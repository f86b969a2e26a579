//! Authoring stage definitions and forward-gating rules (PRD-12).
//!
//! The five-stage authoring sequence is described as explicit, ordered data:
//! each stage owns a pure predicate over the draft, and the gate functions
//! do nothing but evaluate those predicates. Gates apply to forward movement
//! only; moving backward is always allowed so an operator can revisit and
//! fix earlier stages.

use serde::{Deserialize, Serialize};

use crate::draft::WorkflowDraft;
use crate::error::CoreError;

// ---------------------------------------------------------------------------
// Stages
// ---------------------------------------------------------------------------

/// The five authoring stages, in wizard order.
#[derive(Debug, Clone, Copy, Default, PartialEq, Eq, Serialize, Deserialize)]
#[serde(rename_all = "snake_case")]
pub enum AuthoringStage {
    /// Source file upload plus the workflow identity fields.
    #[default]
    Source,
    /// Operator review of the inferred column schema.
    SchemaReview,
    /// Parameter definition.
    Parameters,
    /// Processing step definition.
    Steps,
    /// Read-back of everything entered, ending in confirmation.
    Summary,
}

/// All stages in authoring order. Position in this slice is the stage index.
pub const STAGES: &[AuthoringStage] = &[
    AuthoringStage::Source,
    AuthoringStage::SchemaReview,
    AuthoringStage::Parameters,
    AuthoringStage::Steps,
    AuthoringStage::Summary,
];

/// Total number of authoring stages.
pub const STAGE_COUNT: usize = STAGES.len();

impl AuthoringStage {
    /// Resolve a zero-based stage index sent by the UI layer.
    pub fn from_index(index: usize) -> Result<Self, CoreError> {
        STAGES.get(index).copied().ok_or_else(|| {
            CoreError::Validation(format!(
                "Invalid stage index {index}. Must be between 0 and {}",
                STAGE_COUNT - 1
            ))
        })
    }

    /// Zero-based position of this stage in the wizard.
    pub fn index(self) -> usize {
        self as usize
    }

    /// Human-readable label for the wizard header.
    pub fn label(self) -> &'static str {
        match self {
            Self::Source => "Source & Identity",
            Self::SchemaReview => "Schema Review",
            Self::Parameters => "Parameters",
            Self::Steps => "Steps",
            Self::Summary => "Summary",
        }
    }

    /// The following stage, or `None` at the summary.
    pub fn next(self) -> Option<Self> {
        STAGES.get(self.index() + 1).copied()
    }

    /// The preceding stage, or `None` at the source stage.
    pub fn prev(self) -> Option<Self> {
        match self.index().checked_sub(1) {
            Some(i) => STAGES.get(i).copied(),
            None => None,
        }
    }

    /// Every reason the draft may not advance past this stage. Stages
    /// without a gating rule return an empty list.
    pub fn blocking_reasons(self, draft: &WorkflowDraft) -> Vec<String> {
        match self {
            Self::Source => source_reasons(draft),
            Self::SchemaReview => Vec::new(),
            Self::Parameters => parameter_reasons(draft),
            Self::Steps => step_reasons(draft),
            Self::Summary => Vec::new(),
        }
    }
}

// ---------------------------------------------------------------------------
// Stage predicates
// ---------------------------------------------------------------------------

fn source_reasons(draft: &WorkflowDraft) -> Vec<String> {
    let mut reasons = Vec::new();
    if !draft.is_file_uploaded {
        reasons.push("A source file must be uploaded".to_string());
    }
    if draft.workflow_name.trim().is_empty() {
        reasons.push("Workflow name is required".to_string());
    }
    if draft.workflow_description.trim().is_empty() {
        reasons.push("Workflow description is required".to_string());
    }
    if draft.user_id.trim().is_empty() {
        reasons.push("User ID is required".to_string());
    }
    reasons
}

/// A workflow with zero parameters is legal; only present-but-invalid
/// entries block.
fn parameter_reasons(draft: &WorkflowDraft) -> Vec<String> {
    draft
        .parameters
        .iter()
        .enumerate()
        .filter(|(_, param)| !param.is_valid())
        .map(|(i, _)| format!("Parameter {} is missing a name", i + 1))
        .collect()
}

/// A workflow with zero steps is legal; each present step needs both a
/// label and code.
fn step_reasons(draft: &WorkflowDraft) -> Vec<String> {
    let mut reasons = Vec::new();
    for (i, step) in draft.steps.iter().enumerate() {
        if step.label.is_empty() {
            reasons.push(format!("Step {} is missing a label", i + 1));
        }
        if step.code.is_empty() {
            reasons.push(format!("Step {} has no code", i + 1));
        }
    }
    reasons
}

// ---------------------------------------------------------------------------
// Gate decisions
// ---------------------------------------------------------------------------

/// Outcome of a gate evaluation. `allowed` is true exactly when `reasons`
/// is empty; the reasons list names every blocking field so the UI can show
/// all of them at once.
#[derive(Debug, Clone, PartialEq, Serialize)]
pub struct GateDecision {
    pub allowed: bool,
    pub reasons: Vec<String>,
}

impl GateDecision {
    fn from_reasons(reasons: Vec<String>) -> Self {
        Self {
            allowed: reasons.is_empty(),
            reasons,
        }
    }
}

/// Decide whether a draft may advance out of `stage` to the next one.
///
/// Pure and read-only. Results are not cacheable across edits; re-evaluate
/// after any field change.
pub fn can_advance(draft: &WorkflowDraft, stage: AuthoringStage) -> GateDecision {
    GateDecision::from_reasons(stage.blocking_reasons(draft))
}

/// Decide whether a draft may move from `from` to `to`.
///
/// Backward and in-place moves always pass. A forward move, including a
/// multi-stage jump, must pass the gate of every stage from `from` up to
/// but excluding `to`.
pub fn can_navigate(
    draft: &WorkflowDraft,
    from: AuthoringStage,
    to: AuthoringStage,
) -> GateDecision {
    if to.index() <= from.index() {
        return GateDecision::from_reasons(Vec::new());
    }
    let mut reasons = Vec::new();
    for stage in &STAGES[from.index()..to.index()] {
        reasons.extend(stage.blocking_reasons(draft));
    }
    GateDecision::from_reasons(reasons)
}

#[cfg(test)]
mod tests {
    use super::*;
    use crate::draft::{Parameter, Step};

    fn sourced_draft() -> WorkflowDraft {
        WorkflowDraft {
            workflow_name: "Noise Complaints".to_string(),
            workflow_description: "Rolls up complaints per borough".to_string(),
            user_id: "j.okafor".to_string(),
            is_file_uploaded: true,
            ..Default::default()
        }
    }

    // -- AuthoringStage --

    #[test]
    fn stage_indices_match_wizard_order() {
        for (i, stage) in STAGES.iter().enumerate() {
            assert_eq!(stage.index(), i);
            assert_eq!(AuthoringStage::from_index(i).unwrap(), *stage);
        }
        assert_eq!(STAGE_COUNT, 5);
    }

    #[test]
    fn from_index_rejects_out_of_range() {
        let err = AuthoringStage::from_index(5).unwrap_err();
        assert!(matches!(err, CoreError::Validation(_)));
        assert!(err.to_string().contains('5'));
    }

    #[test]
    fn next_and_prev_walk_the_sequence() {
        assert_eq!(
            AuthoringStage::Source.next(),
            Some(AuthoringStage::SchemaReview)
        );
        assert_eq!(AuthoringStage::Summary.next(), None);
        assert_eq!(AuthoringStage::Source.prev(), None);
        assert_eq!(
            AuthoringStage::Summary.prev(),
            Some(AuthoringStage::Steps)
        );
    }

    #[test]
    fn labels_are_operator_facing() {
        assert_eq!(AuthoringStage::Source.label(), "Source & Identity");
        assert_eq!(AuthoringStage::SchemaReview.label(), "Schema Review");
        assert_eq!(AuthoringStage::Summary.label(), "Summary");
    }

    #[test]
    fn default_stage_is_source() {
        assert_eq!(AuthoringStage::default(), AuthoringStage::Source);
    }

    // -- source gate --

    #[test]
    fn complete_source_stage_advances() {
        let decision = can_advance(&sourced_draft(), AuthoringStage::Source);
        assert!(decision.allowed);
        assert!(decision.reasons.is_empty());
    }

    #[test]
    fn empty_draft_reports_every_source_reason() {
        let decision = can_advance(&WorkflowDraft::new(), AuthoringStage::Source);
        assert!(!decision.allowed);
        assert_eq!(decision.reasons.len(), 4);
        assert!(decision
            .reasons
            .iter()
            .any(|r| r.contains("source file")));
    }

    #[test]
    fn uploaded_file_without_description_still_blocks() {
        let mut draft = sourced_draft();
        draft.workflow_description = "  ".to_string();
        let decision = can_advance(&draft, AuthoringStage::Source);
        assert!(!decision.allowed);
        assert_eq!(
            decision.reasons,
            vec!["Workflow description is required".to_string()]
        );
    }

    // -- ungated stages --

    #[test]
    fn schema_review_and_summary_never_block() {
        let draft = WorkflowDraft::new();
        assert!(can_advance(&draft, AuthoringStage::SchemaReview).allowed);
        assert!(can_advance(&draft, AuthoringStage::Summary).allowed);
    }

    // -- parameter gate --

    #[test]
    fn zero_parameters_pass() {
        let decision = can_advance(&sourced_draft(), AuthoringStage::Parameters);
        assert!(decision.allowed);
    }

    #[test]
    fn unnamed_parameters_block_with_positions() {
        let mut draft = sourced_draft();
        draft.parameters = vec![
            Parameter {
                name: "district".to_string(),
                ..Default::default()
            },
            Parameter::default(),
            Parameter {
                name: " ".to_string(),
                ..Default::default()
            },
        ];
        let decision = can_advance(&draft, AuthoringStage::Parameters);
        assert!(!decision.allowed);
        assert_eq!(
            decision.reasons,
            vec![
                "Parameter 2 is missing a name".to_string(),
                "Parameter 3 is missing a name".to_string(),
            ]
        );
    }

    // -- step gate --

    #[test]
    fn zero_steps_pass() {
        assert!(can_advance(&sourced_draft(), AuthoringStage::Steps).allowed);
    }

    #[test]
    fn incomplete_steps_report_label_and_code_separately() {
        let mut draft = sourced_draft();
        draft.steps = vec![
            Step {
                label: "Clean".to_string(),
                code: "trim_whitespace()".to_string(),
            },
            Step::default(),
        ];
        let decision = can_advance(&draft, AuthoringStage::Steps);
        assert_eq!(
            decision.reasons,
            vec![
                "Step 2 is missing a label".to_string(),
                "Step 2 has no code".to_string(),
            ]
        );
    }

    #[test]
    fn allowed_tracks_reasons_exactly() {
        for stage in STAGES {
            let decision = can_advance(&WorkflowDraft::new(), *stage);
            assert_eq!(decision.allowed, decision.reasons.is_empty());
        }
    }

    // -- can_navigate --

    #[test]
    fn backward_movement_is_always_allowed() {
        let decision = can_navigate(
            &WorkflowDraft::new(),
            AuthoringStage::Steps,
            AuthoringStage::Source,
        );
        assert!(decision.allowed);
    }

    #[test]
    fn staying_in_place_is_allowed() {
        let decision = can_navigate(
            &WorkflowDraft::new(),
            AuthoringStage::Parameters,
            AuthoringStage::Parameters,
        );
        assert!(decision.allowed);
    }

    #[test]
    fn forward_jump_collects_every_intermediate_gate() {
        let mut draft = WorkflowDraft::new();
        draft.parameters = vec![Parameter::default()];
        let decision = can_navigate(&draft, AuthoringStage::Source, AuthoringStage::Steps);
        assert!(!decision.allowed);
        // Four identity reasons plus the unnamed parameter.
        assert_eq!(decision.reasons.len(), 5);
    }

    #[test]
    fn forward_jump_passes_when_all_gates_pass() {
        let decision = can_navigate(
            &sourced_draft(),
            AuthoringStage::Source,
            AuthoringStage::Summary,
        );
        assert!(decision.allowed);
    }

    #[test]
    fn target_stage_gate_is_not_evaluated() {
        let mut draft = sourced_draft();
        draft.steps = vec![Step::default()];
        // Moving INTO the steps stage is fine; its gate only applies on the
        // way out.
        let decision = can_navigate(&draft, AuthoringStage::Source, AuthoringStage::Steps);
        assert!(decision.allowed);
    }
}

▬▬▬

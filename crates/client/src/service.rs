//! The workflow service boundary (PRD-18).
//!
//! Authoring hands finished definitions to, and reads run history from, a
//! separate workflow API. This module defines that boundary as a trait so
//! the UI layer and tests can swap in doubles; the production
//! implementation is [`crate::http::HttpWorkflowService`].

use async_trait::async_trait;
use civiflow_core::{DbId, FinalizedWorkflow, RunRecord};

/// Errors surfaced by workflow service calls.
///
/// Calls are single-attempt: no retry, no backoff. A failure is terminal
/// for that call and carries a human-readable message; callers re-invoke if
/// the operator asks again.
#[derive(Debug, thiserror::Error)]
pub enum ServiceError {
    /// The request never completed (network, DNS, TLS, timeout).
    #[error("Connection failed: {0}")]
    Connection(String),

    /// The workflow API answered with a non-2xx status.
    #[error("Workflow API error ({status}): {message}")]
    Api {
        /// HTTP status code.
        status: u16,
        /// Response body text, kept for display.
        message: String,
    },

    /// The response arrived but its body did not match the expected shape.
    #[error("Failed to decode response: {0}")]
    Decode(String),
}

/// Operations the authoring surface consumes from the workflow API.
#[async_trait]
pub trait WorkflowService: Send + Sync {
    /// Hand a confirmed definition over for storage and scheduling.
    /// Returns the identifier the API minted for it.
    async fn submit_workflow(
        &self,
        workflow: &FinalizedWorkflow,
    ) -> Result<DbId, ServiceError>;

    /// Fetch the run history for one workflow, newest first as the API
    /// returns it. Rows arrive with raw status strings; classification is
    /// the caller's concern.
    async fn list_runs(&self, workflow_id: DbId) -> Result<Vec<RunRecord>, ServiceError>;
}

▬▬▬

PROBLEM DETAILS
Copy the stretch of the records above that runs from the line with "repository f86b969a2e26a579" through the line with "in wizard order.". Both end lines belong in the copy, and nothing else does.

SOLUTION FOR THIS EXERCISE
repository f86b969a2e26a579
//! Authoring stage definitions and forward-gating rules (PRD-12).
//!
//! The five-stage authoring sequence is described as explicit, ordered data:
//! each stage owns a pure predicate over the draft, and the gate functions
//! do nothing but evaluate those predicates. Gates apply to forward movement
//! only; moving backward is always allowed so an operator can revisit and
//! fix earlier stages.

use serde::{Deserialize, Serialize};

use crate::draft::WorkflowDraft;
use crate::error::CoreError;

// ---------------------------------------------------------------------------
// Stages
// ---------------------------------------------------------------------------

/// The five authoring stages, in wizard order.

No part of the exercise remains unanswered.